Others believe that Putin’s invasion is a desperate, badly calculated gamble: the Ukraine crisis demonstrates Russia’s weakness as it tries to keep a grip on its dwindling influence. Russia’s image is severely damaged abroad and economic sanctions will in the end undermine Putin’s support at home. Aggressive nationalism that suited the cold war era will now backfire.
- Are economic sanctions and diplomatic isolation of Russia justified?
- Is it helpful to compare the stand-off in the Ukraine to cold war history? Give your reasons.
- Find a map of the Soviet Union from before 1990 and compare it with modern Russia, Europe and Asia. List the countries that used to be part of the USSR.
- Identify three significant events or episodes during the cold war and write a paragraph outlining and analysing what happened in each of them.
Some People Say...
“Russia is a riddle wrapped in a mystery inside an enigma.’Winston Churchill”
What do you think?
Q & A
- How will this crisis affect me?
- How the West chooses to respond to Putin’s invasion of the Crimea could affect the whole world. If other countries think that Russia has not paid a high price, they may feel that they too can bully their neighbours with no consequences. If Putin responds to Western sanctions by shutting off gas supplies, energy will become scarcer and more expensive, so prices will rise generally.
- So are there general lessons to learn?
- Yes, including one about nationalism in politics. Putin has gained popularity at home by being seen to defend Russian’s rights. However, any economic sanctions and international isolation will damage Russia and could end up making him unpopular. Today’s world is interdependent, so nationalist posturing can be a trap for a leader.

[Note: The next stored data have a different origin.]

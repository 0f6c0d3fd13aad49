use std::fs;

use chrono::{FixedOffset, NaiveDate, NaiveDateTime, Utc};
use mods_report::io::instance::load_instance;
use mods_report::model::{CategorySet, InstanceDescriptor, ModEntry, UpdatedAt};
use mods_report::rows::{
    NO_MODRINTH_LABEL, UNTRUSTED_DESCRIPTION, build_rows_in, display_name, parse_updated_in,
};
use mods_report::{ReportError, rows};
use serde_json::json;
use tempfile::tempdir;

fn descriptor(value: serde_json::Value) -> InstanceDescriptor {
    serde_json::from_value(value).expect("descriptor parsed")
}

fn entry(value: serde_json::Value) -> ModEntry {
    serde_json::from_value(value).expect("mod entry parsed")
}

fn at(year: i32, month: u32, day: u32, h: u32, m: u32, s: u32) -> NaiveDateTime {
    NaiveDate::from_ymd_opt(year, month, day)
        .and_then(|date| date.and_hms_opt(h, m, s))
        .expect("valid date-time")
}

#[test]
fn enriched_mod_uses_catalog_metadata() {
    let instance = descriptor(json!({
        "launcher": {
            "version": "1.2",
            "mods": [{
                "name": "Example (launcher)",
                "file": "examplemod-1.0.jar",
                "modrinthProject": {
                    "id": "AbCd1234",
                    "slug": "examplemod",
                    "title": "Example Mod",
                    "description": "Adds examples.",
                    "body": "# Example\nLong text.",
                    "categories": ["utility", "library"],
                    "updated": "2024-03-01T10:00:00Z"
                }
            }]
        }
    }));

    let (rows, categories) = build_rows_in(instance.mods(), &Utc);

    assert_eq!(rows.len(), 1);
    let row = &rows[0];
    assert_eq!(row.mod_name, "Example Mod");
    assert_eq!(row.description, "Adds examples.");
    assert_eq!(row.detail, "# Example\nLong text.");
    assert_eq!(row.category, "utility;library");
    assert_eq!(row.link_label, "Modrinth");
    assert_eq!(
        row.link_url.as_deref(),
        Some("https://modrinth.com/mod/examplemod")
    );
    assert_eq!(row.file_name, "examplemod-1.0.jar");
    assert_eq!(row.updated, UpdatedAt::Timestamp(at(2024, 3, 1, 10, 0, 0)));
    assert_eq!(categories.sorted(), vec!["library", "utility"]);
}

#[test]
fn unenriched_mod_gets_fallback_text() {
    let mods = vec![
        entry(json!({"name": "Mystery", "file": "mystery.jar"})),
        entry(json!({"name": "Nulled", "file": "nulled.jar", "modrinthProject": null})),
        entry(json!({"name": "Emptied", "file": "emptied.jar", "modrinthProject": {}})),
    ];

    let (rows, categories) = build_rows_in(&mods, &Utc);

    assert_eq!(rows.len(), 3);
    for row in &rows {
        assert_eq!(row.description, UNTRUSTED_DESCRIPTION);
        assert_eq!(row.detail, "");
        assert_eq!(row.category, "");
        assert_eq!(row.link_label, NO_MODRINTH_LABEL);
        assert_eq!(row.link_url, None);
        assert_eq!(row.updated, UpdatedAt::Empty);
    }
    assert_eq!(rows[2].mod_name, "Emptied");
    assert!(categories.is_empty());
}

#[test]
fn rows_preserve_input_order() {
    let mods: Vec<ModEntry> = ["zeta", "alpha", "mid", "alpha"]
        .iter()
        .map(|name| entry(json!({"name": name, "file": format!("{name}.jar")})))
        .collect();

    let (rows, _) = build_rows_in(&mods, &Utc);

    let names: Vec<&str> = rows.iter().map(|row| row.mod_name.as_str()).collect();
    assert_eq!(names, vec!["zeta", "alpha", "mid", "alpha"]);
}

#[test]
fn display_name_follows_fallback_chain() {
    let titled = entry(json!({
        "name": "launcher name",
        "file": "file.jar",
        "modrinthProject": {"title": "Catalog Title"}
    }));
    let untitled = entry(json!({
        "name": "launcher name",
        "file": "file.jar",
        "modrinthProject": {"title": "", "slug": "x"}
    }));
    let file_only = entry(json!({"name": "", "file": "file.jar"}));
    let nothing = entry(json!({"modrinthProject": {"slug": "x"}}));

    assert_eq!(display_name(&titled), "Catalog Title");
    assert_eq!(display_name(&untitled), "launcher name");
    assert_eq!(display_name(&file_only), "file.jar");
    assert_eq!(display_name(&nothing), "");
}

#[test]
fn link_prefers_slug_then_id() {
    let mods = vec![
        entry(json!({"modrinthProject": {"slug": "sodium", "id": "AANobbMI"}})),
        entry(json!({"modrinthProject": {"slug": "", "id": "AANobbMI"}})),
        entry(json!({"modrinthProject": {"title": "No link"}})),
    ];

    let (rows, _) = build_rows_in(&mods, &Utc);

    assert_eq!(
        rows[0].link_url.as_deref(),
        Some("https://modrinth.com/mod/sodium")
    );
    assert_eq!(
        rows[1].link_url.as_deref(),
        Some("https://modrinth.com/mod/AANobbMI")
    );
    assert_eq!(rows[2].link_url, None);
    assert_eq!(rows[2].link_label, "");
}

#[test]
fn categories_are_deduplicated_across_mods() {
    let mods = vec![
        entry(json!({"modrinthProject": {"slug": "a", "categories": ["Utility", null, "", "storage"]}})),
        entry(json!({"modrinthProject": {"slug": "b", "categories": ["storage", "adventure"]}})),
        entry(json!({"modrinthProject": {"slug": "c", "categories": null}})),
        entry(json!({"name": "unenriched"})),
    ];

    let (rows, categories) = build_rows_in(&mods, &Utc);

    assert_eq!(rows[0].category, "Utility;storage");
    assert_eq!(rows[1].category, "storage;adventure");
    assert_eq!(rows[2].category, "");
    assert_eq!(categories.len(), 3);
    assert_eq!(categories.sorted(), vec!["adventure", "storage", "Utility"]);
}

#[test]
fn category_listing_ignores_case_when_sorting() {
    let mut categories = CategorySet::new();
    categories.extend(["beta", "Alpha", "gamma", "Beta", "", "alpha"]);

    assert_eq!(
        categories.sorted(),
        vec!["Alpha", "alpha", "Beta", "beta", "gamma"]
    );
    assert!(!categories.contains(""));
}

#[test]
fn zulu_timestamp_is_converted_to_target_zone() {
    let plus_two = FixedOffset::east_opt(2 * 3600).expect("valid offset");

    assert_eq!(
        parse_updated_in(Some("2024-03-01T10:00:00Z"), &plus_two),
        UpdatedAt::Timestamp(at(2024, 3, 1, 12, 0, 0))
    );
    assert_eq!(
        parse_updated_in(Some("2024-03-01T10:00:00.123456+05:00"), &Utc),
        UpdatedAt::Timestamp(
            at(2024, 3, 1, 5, 0, 0) + chrono::Duration::microseconds(123_456)
        )
    );
}

#[test]
fn naive_timestamps_are_kept_as_is() {
    assert_eq!(
        parse_updated_in(Some("2023-12-31T23:59:58"), &Utc),
        UpdatedAt::Timestamp(at(2023, 12, 31, 23, 59, 58))
    );
    assert_eq!(
        parse_updated_in(Some("2023-12-31 08:15"), &Utc),
        UpdatedAt::Timestamp(at(2023, 12, 31, 8, 15, 0))
    );
    assert_eq!(
        parse_updated_in(Some("2023-12-31"), &Utc),
        UpdatedAt::Timestamp(at(2023, 12, 31, 0, 0, 0))
    );
}

#[test]
fn basic_and_reduced_precision_forms_are_accepted() {
    assert_eq!(
        parse_updated_in(Some("2024-03-01T10Z"), &Utc),
        UpdatedAt::Timestamp(at(2024, 3, 1, 10, 0, 0))
    );
    assert_eq!(
        parse_updated_in(Some("20240301T100000Z"), &Utc),
        UpdatedAt::Timestamp(at(2024, 3, 1, 10, 0, 0))
    );
    assert_eq!(
        parse_updated_in(Some("20240301T1030+0200"), &Utc),
        UpdatedAt::Timestamp(at(2024, 3, 1, 8, 30, 0))
    );
    assert_eq!(
        parse_updated_in(Some("2024-03-01T10:30:00-05"), &Utc),
        UpdatedAt::Timestamp(at(2024, 3, 1, 15, 30, 0))
    );
    assert_eq!(
        parse_updated_in(Some("20240301"), &Utc),
        UpdatedAt::Timestamp(at(2024, 3, 1, 0, 0, 0))
    );
    assert_eq!(
        parse_updated_in(Some("20240301T103Z"), &Utc),
        UpdatedAt::Text("20240301T103Z".to_string())
    );
}

#[test]
fn unparseable_timestamp_survives_verbatim() {
    assert_eq!(
        parse_updated_in(Some("not-a-date"), &Utc),
        UpdatedAt::Text("not-a-date".to_string())
    );
    assert_eq!(
        parse_updated_in(Some("2024-13-45T10:00:00Z"), &Utc),
        UpdatedAt::Text("2024-13-45T10:00:00Z".to_string())
    );
    assert_eq!(parse_updated_in(Some(""), &Utc), UpdatedAt::Empty);
    assert_eq!(parse_updated_in(None, &Utc), UpdatedAt::Empty);
}

#[test]
fn local_zone_entry_point_parses_same_instant() {
    let (local_rows, _) = rows::build_rows(&[entry(json!({
        "modrinthProject": {"slug": "a", "updated": "2024-03-01T10:00:00Z"}
    }))]);

    assert!(matches!(local_rows[0].updated, UpdatedAt::Timestamp(_)));
}

#[test]
fn loader_reports_missing_file() {
    let temp_dir = tempdir().expect("temporary directory");
    let path = temp_dir.path().join("instance.json");

    let error = load_instance(&path).expect_err("missing file rejected");

    assert!(matches!(error, ReportError::MissingInput(ref missing) if missing == &path));
}

#[test]
fn loader_treats_directory_as_missing() {
    let temp_dir = tempdir().expect("temporary directory");

    let error = load_instance(temp_dir.path()).expect_err("directory rejected");

    assert!(matches!(error, ReportError::MissingInput(_)));
}

#[test]
fn loader_propagates_malformed_json() {
    let temp_dir = tempdir().expect("temporary directory");
    let path = temp_dir.path().join("instance.json");
    fs::write(&path, "{\"launcher\": {\"mods\": [").expect("input written");

    let error = load_instance(&path).expect_err("malformed JSON rejected");

    assert!(matches!(error, ReportError::Parse { .. }));
}

#[test]
fn loader_defaults_missing_launcher_fields() {
    let temp_dir = tempdir().expect("temporary directory");
    let path = temp_dir.path().join("instance.json");
    fs::write(&path, r#"{"uuid": "1234", "launcher": {"name": "Pack"}}"#)
        .expect("input written");

    let instance = load_instance(&path).expect("descriptor loaded");

    assert!(instance.mods().is_empty());
    assert_eq!(instance.version(), None);
}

- The Union of Soviet Socialist Republics contained Russia and was governed from Moscow, but it covered vast swathes of Central Asia and included Ukraine. While Russia gave up its rights to rule over these countries in the 1990s and formally gave them independence, successive Russian governments have sought to maintain their influence.
- The world came very close to nuclear war during the Cuban Missile Crisis in 1962. There was a particularly tense stand-off over 13 days while the two superpowers, America and Russia, confronted each other. The situation was resolved after secret negotiations. The idea of deterring any side from a military attack because of the great risk of an apocalyptic nuclear war was called ‘mutually assured destruction’.
- Some of these conflicts became major wars involving large-scale loss of life, including the Korean War in 1955, in which the US supported South Korea against the communist north, and the Vietnam War. Numerous covert tussles between communism and capitalism were fought in Latin America right up until the fall of the USSR.
- Growing pressure for a more open political system, coupled with anger at economic management, contributed to the collapse of the USSR. One of the most poignant symbols of this was the tearing down of the Berlin wall in 1989. It had divided Eastern Europe and the puppet governments under Soviet control from the West.